Among people with no diagnosis of heart disease, regular coffee consumption of 0.5 to 3 cups of coffee a day was associated with a decreased risk of death from heart disease, stroke and early death from any cause when compared to non-coffee drinkers.
The study, presented Friday at the annual meeting of the European Society of Cardiology, examined the coffee drinking behavior of over 468,000 people who participate in the UK Biobank Study, which houses in-depth genetic and health information on more than a half a million Brits.
Compared with people who didn’t drink coffee, the April analysis found the risk of heart failure over time decreased between 5% and 12% for each cup of coffee consumed each day in two of the studies.
The risk of heart failure remained the same for drinking no coffee or one cup per day in the third study. But when people drank two or more cups of black coffee a day the risk decreased by about 30%, the analysis found.
“The association between caffeine and heart failure risk reduction was surprising,” said senior author Dr. David Kao, medical director of the Colorado Center for Personalized Medicine at the University of Colorado School of Medicine in Aurora, in April.
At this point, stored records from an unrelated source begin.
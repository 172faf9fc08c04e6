//! Fixed-threshold severity classification.
//!
//! A concentration equal to a breakpoint still belongs to the lower grade.
//! The same tables classify live and synthetic readings.

use serde::{Deserialize, Serialize};

/// Pollutants reported by the air-quality provider
#[derive(Debug, Clone, Copy, PartialEq, Eq, PartialOrd, Ord, Hash, Serialize, Deserialize)]
#[serde(rename_all = "lowercase")]
pub enum Pollutant {
    /// Particulate matter ≤10 µm (µg/m³)
    Pm10,
    /// Particulate matter ≤2.5 µm (µg/m³)
    Pm25,
    /// Ozone (ppm)
    O3,
    /// Nitrogen dioxide (ppm)
    No2,
    /// Carbon monoxide (ppm)
    Co,
    /// Sulfur dioxide (ppm)
    So2,
}

impl Pollutant {
    pub const ALL: [Pollutant; 6] = [
        Pollutant::Pm10,
        Pollutant::Pm25,
        Pollutant::O3,
        Pollutant::No2,
        Pollutant::Co,
        Pollutant::So2,
    ];

    /// Upper bounds of grades 1, 2 and 3
    #[must_use]
    pub fn breakpoints(self) -> [f64; 3] {
        match self {
            Pollutant::Pm10 => [30.0, 80.0, 150.0],
            Pollutant::Pm25 => [15.0, 35.0, 75.0],
            Pollutant::O3 => [0.030, 0.090, 0.150],
            Pollutant::No2 => [0.030, 0.060, 0.200],
            Pollutant::Co => [2.0, 9.0, 15.0],
            Pollutant::So2 => [0.020, 0.050, 0.150],
        }
    }
}

/// Ordinal air-quality grade
#[derive(Debug, Clone, Copy, PartialEq, Eq, PartialOrd, Ord, Hash, Serialize, Deserialize)]
#[serde(into = "u8", try_from = "u8")]
pub enum Grade {
    Good = 1,
    Moderate = 2,
    Unhealthy = 3,
    VeryUnhealthy = 4,
}

impl Grade {
    #[must_use]
    pub fn level(self) -> u8 {
        self as u8
    }

    #[must_use]
    pub fn label(self) -> &'static str {
        match self {
            Grade::Good => "good",
            Grade::Moderate => "moderate",
            Grade::Unhealthy => "unhealthy",
            Grade::VeryUnhealthy => "very-unhealthy",
        }
    }
}

impl From<Grade> for u8 {
    fn from(grade: Grade) -> Self {
        grade.level()
    }
}

impl TryFrom<u8> for Grade {
    type Error = String;

    fn try_from(value: u8) -> Result<Self, Self::Error> {
        match value {
            1 => Ok(Grade::Good),
            2 => Ok(Grade::Moderate),
            3 => Ok(Grade::Unhealthy),
            4 => Ok(Grade::VeryUnhealthy),
            other => Err(format!("grade out of range: {other}")),
        }
    }
}

/// Classify a concentration. Negative or non-finite inputs have no grade.
#[must_use]
pub fn classify(pollutant: Pollutant, concentration: f64) -> Option<Grade> {
    if !concentration.is_finite() || concentration < 0.0 {
        return None;
    }
    let [good, moderate, unhealthy] = pollutant.breakpoints();
    let grade = if concentration <= good {
        Grade::Good
    } else if concentration <= moderate {
        Grade::Moderate
    } else if concentration <= unhealthy {
        Grade::Unhealthy
    } else {
        Grade::VeryUnhealthy
    };
    Some(grade)
}

/// Hourly rainfall intensity shown on precipitation markers
#[derive(Debug, Clone, Copy, PartialEq, Eq, PartialOrd, Ord, Serialize, Deserialize)]
#[serde(rename_all = "kebab-case")]
pub enum RainfallLevel {
    None,
    Light,
    Caution,
    Warning,
    Danger,
}

impl RainfallLevel {
    #[must_use]
    pub fn classify(millimetres_per_hour: f64) -> Self {
        match millimetres_per_hour {
            mm if mm >= 20.0 => RainfallLevel::Danger,
            mm if mm >= 10.0 => RainfallLevel::Warning,
            mm if mm >= 5.0 => RainfallLevel::Caution,
            mm if mm > 0.0 => RainfallLevel::Light,
            _ => RainfallLevel::None,
        }
    }
}
//! Configuration management for the Poseidon backend
//!
//! Settings come from an optional `poseidon.toml` and from environment
//! variables. Missing values fall back to defaults and missing credentials
//! are a startup error.

use crate::PoseidonError;
use anyhow::{Context, Result};
use config::{Config, Environment, File, FileFormat, Map};
use serde::{Deserialize, Serialize};
use std::path::PathBuf;
use std::time::Duration;

/// Root configuration structure
#[derive(Debug, Clone, Default, Serialize, Deserialize)]
#[serde(default)]
pub struct PoseidonConfig {
    /// HTTP server settings
    pub server: ServerConfig,
    /// Upstream provider settings
    pub upstream: UpstreamConfig,
    /// Multi-point aggregation settings
    pub aggregation: AggregationConfig,
    /// Logging settings
    pub logging: LoggingConfig,
}

/// HTTP server settings
#[derive(Debug, Clone, Serialize, Deserialize)]
pub struct ServerConfig {
    #[serde(default = "default_port")]
    pub port: u16,
}

/// Upstream provider settings
#[derive(Debug, Clone, Serialize, Deserialize)]
pub struct UpstreamConfig {
    /// Data-portal key for the weather services
    #[serde(default)]
    pub kma_service_key: String,
    /// Data-portal key for the air-quality services
    #[serde(default)]
    pub airkorea_service_key: String,
    /// Base URL of the forecast grid service
    #[serde(default = "default_kma_base_url")]
    pub kma_base_url: String,
    /// Base URL of the ground-observation service
    #[serde(default = "default_asos_base_url")]
    pub asos_base_url: String,
    /// Base URL of the air-quality services
    #[serde(default = "default_airkorea_base_url")]
    pub airkorea_base_url: String,
    /// Per-call timeout in seconds
    #[serde(default = "default_timeout")]
    pub timeout_seconds: u32,
}

/// Multi-point aggregation settings
#[derive(Debug, Clone, Serialize, Deserialize)]
pub struct AggregationConfig {
    /// Minimum spacing between upstream calls in milliseconds
    #[serde(default = "default_throttle_ms")]
    pub throttle_ms: u64,
    /// Points resolved at once
    #[serde(default = "default_max_concurrency")]
    pub max_concurrency: usize,
    /// Optional JSON point file replacing the built-in points
    #[serde(default)]
    pub points_file: Option<PathBuf>,
}

/// Logging configuration settings
#[derive(Debug, Clone, Serialize, Deserialize)]
pub struct LoggingConfig {
    /// Log level (error, warn, info, debug, trace)
    #[serde(default = "default_log_level")]
    pub level: String,
    /// Log format (pretty or json)
    #[serde(default = "default_log_format")]
    pub format: String,
}

// Default value functions
fn default_port() -> u16 {
    4000
}

fn default_kma_base_url() -> String {
    "http://apis.data.go.kr/1360000/VilageFcstInfoService_2.0".to_string()
}

fn default_asos_base_url() -> String {
    "http://apis.data.go.kr/1360000/AsosHourlyInfoService".to_string()
}

fn default_airkorea_base_url() -> String {
    "http://apis.data.go.kr/B552584".to_string()
}

fn default_timeout() -> u32 {
    10
}

fn default_throttle_ms() -> u64 {
    200
}

fn default_max_concurrency() -> usize {
    4
}

fn default_log_level() -> String {
    "info".to_string()
}

fn default_log_format() -> String {
    "pretty".to_string()
}

impl Default for ServerConfig {
    fn default() -> Self {
        Self {
            port: default_port(),
        }
    }
}

impl Default for UpstreamConfig {
    fn default() -> Self {
        Self {
            kma_service_key: String::new(),
            airkorea_service_key: String::new(),
            kma_base_url: default_kma_base_url(),
            asos_base_url: default_asos_base_url(),
            airkorea_base_url: default_airkorea_base_url(),
            timeout_seconds: default_timeout(),
        }
    }
}

impl Default for AggregationConfig {
    fn default() -> Self {
        Self {
            throttle_ms: default_throttle_ms(),
            max_concurrency: default_max_concurrency(),
            points_file: None,
        }
    }
}

impl Default for LoggingConfig {
    fn default() -> Self {
        Self {
            level: default_log_level(),
            format: default_log_format(),
        }
    }
}

/// Settings file read from the working directory when present
const DEFAULT_CONFIG_FILE: &str = "poseidon.toml";

/// Unprefixed variables of the legacy deployment
const ALIASES: [(&str, &str); 3] = [
    ("KMA_SERVICE_KEY", "upstream.kma_service_key"),
    ("AIRKOREA_SERVICE_KEY", "upstream.airkorea_service_key"),
    ("PORT", "server.port"),
];

impl PoseidonConfig {
    /// Load configuration from file and environment variables
    pub fn load() -> Result<Self> {
        Self::load_from(None, None)
    }

    /// Load configuration from an optional TOML file and an environment.
    ///
    /// `vars` replaces the process environment when given. Variables use the
    /// `POSEIDON_` prefix with `__` between section and key, for example
    /// `POSEIDON_AGGREGATION__MAX_CONCURRENCY`.
    pub fn load_from(
        config_path: Option<PathBuf>,
        vars: Option<Map<String, String>>,
    ) -> Result<Self> {
        let mut builder = Config::builder();

        let config_file = config_path.unwrap_or_else(|| PathBuf::from(DEFAULT_CONFIG_FILE));
        if config_file.exists() {
            builder = builder.add_source(
                File::from(config_file)
                    .required(false)
                    .format(FileFormat::Toml),
            );
        }

        builder = builder.add_source(
            Environment::with_prefix("POSEIDON")
                .prefix_separator("_")
                .separator("__")
                .ignore_empty(true)
                .try_parsing(true)
                .source(vars.clone()),
        );

        for (name, key) in ALIASES {
            let value = match &vars {
                Some(vars) => vars.get(name).cloned(),
                None => std::env::var(name).ok(),
            };
            let value = value.filter(|value| !value.trim().is_empty());
            builder = builder.set_override_option(key, value)?;
        }

        let settings = builder
            .build()
            .with_context(|| "Failed to build configuration")?;

        let mut config: PoseidonConfig = settings
            .try_deserialize()
            .with_context(|| "Failed to deserialize configuration")?;

        // Apply defaults for values set to empty
        config.apply_defaults();

        config.validate()?;

        Ok(config)
    }

    /// Apply default values to missing configuration fields
    pub fn apply_defaults(&mut self) {
        if self.upstream.kma_base_url.is_empty() {
            self.upstream.kma_base_url = default_kma_base_url();
        }
        if self.upstream.asos_base_url.is_empty() {
            self.upstream.asos_base_url = default_asos_base_url();
        }
        if self.upstream.airkorea_base_url.is_empty() {
            self.upstream.airkorea_base_url = default_airkorea_base_url();
        }
        if self.upstream.timeout_seconds == 0 {
            self.upstream.timeout_seconds = default_timeout();
        }
        if self.aggregation.max_concurrency == 0 {
            self.aggregation.max_concurrency = default_max_concurrency();
        }
        self.logging.level = self.logging.level.trim().to_lowercase();
        if self.logging.level.is_empty() {
            self.logging.level = default_log_level();
        }
        self.logging.format = self.logging.format.trim().to_lowercase();
        if self.logging.format.is_empty() {
            self.logging.format = default_log_format();
        }
    }

    /// Validate all configuration settings
    pub fn validate(&self) -> Result<()> {
        self.validate_api_keys()?;
        self.validate_numeric_ranges()?;
        self.validate_string_values()?;
        Ok(())
    }

    /// Both data-portal keys are required
    pub fn validate_api_keys(&self) -> Result<()> {
        for (name, key) in [
            ("KMA_SERVICE_KEY", &self.upstream.kma_service_key),
            ("AIRKOREA_SERVICE_KEY", &self.upstream.airkorea_service_key),
        ] {
            if key.trim().is_empty() {
                return Err(PoseidonError::config(format!(
                    "{name} is not set. Request a service key from the public data portal."
                ))
                .into());
            }
        }
        Ok(())
    }

    /// Validate numeric configuration ranges
    fn validate_numeric_ranges(&self) -> Result<()> {
        if self.upstream.timeout_seconds > 120 {
            return Err(PoseidonError::config("Upstream timeout cannot exceed 120 seconds").into());
        }

        if self.aggregation.throttle_ms > 10_000 {
            return Err(PoseidonError::config("Throttle interval cannot exceed 10000 ms").into());
        }

        if self.aggregation.max_concurrency > 32 {
            return Err(PoseidonError::config("Max concurrency cannot exceed 32").into());
        }

        Ok(())
    }

    /// Validate string configuration values
    fn validate_string_values(&self) -> Result<()> {
        let valid_log_levels = ["error", "warn", "info", "debug", "trace"];
        if !valid_log_levels.contains(&self.logging.level.as_str()) {
            return Err(PoseidonError::config(format!(
                "Invalid log level '{}'. Must be one of: {}",
                self.logging.level,
                valid_log_levels.join(", ")
            ))
            .into());
        }

        let valid_log_formats = ["pretty", "json"];
        if !valid_log_formats.contains(&self.logging.format.as_str()) {
            return Err(PoseidonError::config(format!(
                "Invalid log format '{}'. Must be one of: {}",
                self.logging.format,
                valid_log_formats.join(", ")
            ))
            .into());
        }

        for (name, url) in [
            ("forecast", &self.upstream.kma_base_url),
            ("ground observation", &self.upstream.asos_base_url),
            ("air quality", &self.upstream.airkorea_base_url),
        ] {
            if !url.starts_with("http://") && !url.starts_with("https://") {
                return Err(PoseidonError::config(format!(
                    "The {name} base URL must be a valid HTTP or HTTPS URL"
                ))
                .into());
            }
        }

        Ok(())
    }

    #[must_use]
    pub fn call_timeout(&self) -> Duration {
        Duration::from_secs(self.upstream.timeout_seconds.into())
    }

    #[must_use]
    pub fn throttle_interval(&self) -> Duration {
        Duration::from_millis(self.aggregation.throttle_ms)
    }
}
“Coffee and caffeine are often considered by the general population to be ‘bad’ for the heart because people associate them with palpitations, high blood pressure, etc. The consistent relationship between increasing caffeine consumption and decreasing heart failure risk turns that assumption on its head,” Kao said in a statement.
In the April study, the benefit did not extend to decaffeinated coffee. Instead, the analysis found an association between decaf coffee and an increased risk for heart failure.
“While unable to prove causality, it is intriguing that these three studies suggest that drinking coffee is associated with a decreased risk of heart failure and that coffee can be part of a healthy dietary pattern if consumed plain, without added sugar and high fat dairy products such as cream,” said registered dietitian Penny Kris-Etherton, immediate past chairperson of the American Heart Association’s Lifestyle and Cardiometabolic Health Council Leadership Committee, in a statement in April. She was not involved with the research.
A bit of caution
Many studies on coffee are done only on drinking black coffee. However, adding dairy, sugars, flavors or nondairy creamers can add a lot calories, sugar and fat, which could negate coffee’s heart-healthy benefits, the AHA advised.
An additional caveat: In most studies, a cup of coffee is only 8 ounces. But the standard “grande” cup at the coffee shop is 16 ounces.
How you brew your coffee can also affect the benefits of coffee for your health. Filtered coffee catches a compound called cafestol that exists in the oily part of coffee. Cafestol can increase your bad cholesterol or LDL (low-density lipoproteins).
However, if you use a French press, Turkish coffee maker or the boil your coffee (as is often done in Scandinavian countries), cafestol is not removed.
And, finally, coffee’s benefits do not apply to children — even adolescents should not drink colas, coffees, energy drinks or other beverages with any amount of caffeine, according to the American Academy of Pediatrics.